Mi madre debió de creer que la letra de mi hermano me despistaría. Pero la descubrí al primer golpe de vista. Y lo proclamé a los cuatro vientos: “eso no lo han escrito los Reyes, es la letra de N. (mi hermano)”. Les rebocé mi descubrimiento añadiendo todos los registros mímicos e insidiosas onomatopeyas que había aprendido de mis compañeros de escuela, tan dotados para la mueca como cualquier otra manada de monos. Mi cara de memo les hizo confiar demasiado. Ni siquiera se molestaron en escribir su mensaje con mayúsculas. Viéndome en estado de perplejidad seguramente era más fácil deducir que estaba ensayando un ictus y no que tuviese la cabeza ocupada en alguna observación meticulosa. Los primorosos cuadernos de mi hermano los tenía muy observados.
Para mí fue una gran victoria descubrir aquel camelo. No tengo datos fidedignos pero creo que la nota me ayudó bastante a perder mi gesto de bobo. Los grandes educadores, al estilo de mi madre, son como los grandes goleadores, marcan incluso cuando rematan torcido.

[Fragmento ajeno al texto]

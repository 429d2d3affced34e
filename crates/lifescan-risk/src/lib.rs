//! lifescan-risk
//!
//! Rule-based fallback risk model, used when the prediction service cannot
//! be reached. Every function here is pure: the same answers always give
//! the same [`RiskResult`].

pub mod merge;
pub mod models;
pub mod policy;

use lifescan_core::models::answers::AnswerSet;
use lifescan_core::models::risk::{Recommendation, ResultSource, RiskResult, RiskTier};
use lifescan_core::models::variant::ModelVariant;
use tracing::debug;

use policy::ScoreTierPolicy;

pub const NO_SIGNIFICANT_FACTORS: &str = "No significant risk factors identified";

const GENERIC_INSIGHT: &str =
    "Regular follow-up and preventive measures suited to the identified profile are recommended.";

const MAX_RECOMMENDATIONS: usize = 5;

/// Rule table for one model variant.
pub trait RiskModel: Send + Sync {
    fn variant(&self) -> ModelVariant;

    /// Additive point score. Every rule contributes independently.
    fn points(&self, answers: &AnswerSet) -> u32;

    /// Triggered risk factors, in rule order. May be empty.
    fn factors(&self, answers: &AnswerSet) -> Vec<&'static str>;

    /// Fixed narrative paragraph for a tier.
    fn paragraph(&self, tier: RiskTier) -> &'static str;

    /// Personalized sentence for the first matching compound condition.
    fn insight(&self, answers: &AnswerSet) -> Option<&'static str>;

    /// Condition-triggered recommendations, in rule order.
    fn targeted_recommendations(&self, answers: &AnswerSet) -> Vec<Recommendation>;
}

pub fn get_risk_model(variant: ModelVariant) -> Box<dyn RiskModel> {
    match variant {
        ModelVariant::Stroke => Box::new(models::stroke::StrokeRisk),
        ModelVariant::Heart => Box::new(models::heart::HeartRisk),
    }
}

pub fn score_points(variant: ModelVariant, answers: &AnswerSet) -> u32 {
    get_risk_model(variant).points(answers)
}

/// Risk factors for the answers. Never empty: when nothing triggers, a
/// single "no significant factors" entry is returned.
pub fn risk_factors(variant: ModelVariant, answers: &AnswerSet) -> Vec<String> {
    let factors = get_risk_model(variant).factors(answers);
    if factors.is_empty() {
        vec![NO_SIGNIFICANT_FACTORS.to_string()]
    } else {
        factors.into_iter().map(str::to_string).collect()
    }
}

pub fn generate_narrative(variant: ModelVariant, tier: RiskTier, answers: &AnswerSet) -> String {
    let model = get_risk_model(variant);
    let insight = model.insight(answers).unwrap_or(GENERIC_INSIGHT);
    format!("{} {}", model.paragraph(tier), insight)
}

/// Ranked recommendations: two universal entries, the variant's targeted
/// ones, then stress management, cut to five from the tail.
pub fn generate_recommendations(variant: ModelVariant, answers: &AnswerSet) -> Vec<Recommendation> {
    let mut recommendations = vec![
        Recommendation::new(
            "🏥",
            "Medical consultation",
            "Schedule a visit with a specialist for a complete evaluation",
        ),
        Recommendation::new(
            "📊",
            "Regular monitoring",
            "Have periodic check-ups according to your risk profile",
        ),
    ];
    recommendations.extend(get_risk_model(variant).targeted_recommendations(answers));
    recommendations.push(Recommendation::new(
        "😴",
        "Stress management",
        "Practise relaxation techniques and keep a restful sleep routine",
    ));
    recommendations.truncate(MAX_RECOMMENDATIONS);
    recommendations
}

/// Score a complete answer set with the fallback rules.
pub fn score(variant: ModelVariant, answers: &AnswerSet) -> RiskResult {
    let points = score_points(variant, answers);
    let tier = ScoreTierPolicy::FALLBACK.tier(points);
    debug!(%variant, score = points, ?tier, "fallback risk scored");
    RiskResult {
        score: points,
        tier,
        description: tier.description().to_string(),
        narrative: generate_narrative(variant, tier, answers),
        factors: risk_factors(variant, answers),
        recommendations: generate_recommendations(variant, answers),
        source: ResultSource::Fallback,
    }
}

Por tanto, no creo en los Reyes Magos, ni en el efecto beneficioso de la manera boba, que a los mayores tanto les agrada ver, en que creen los niños. Eso que los mayores llaman ilusión y en el fondo es la constatación de que las pobres criaturas son tan manipulables como un votante nacionalista. Pero en el fondo creo en los Reyes, porque acaban trayendo su verdadero regalo, el del descreimiento, una herramienta definitiva para combatir la infelicidad durante el resto de la vida. Y sí, también, cómo no, esa ternura retrospectiva que produce imaginar  la ilusión que sienten los padres al creer que son los Reyes.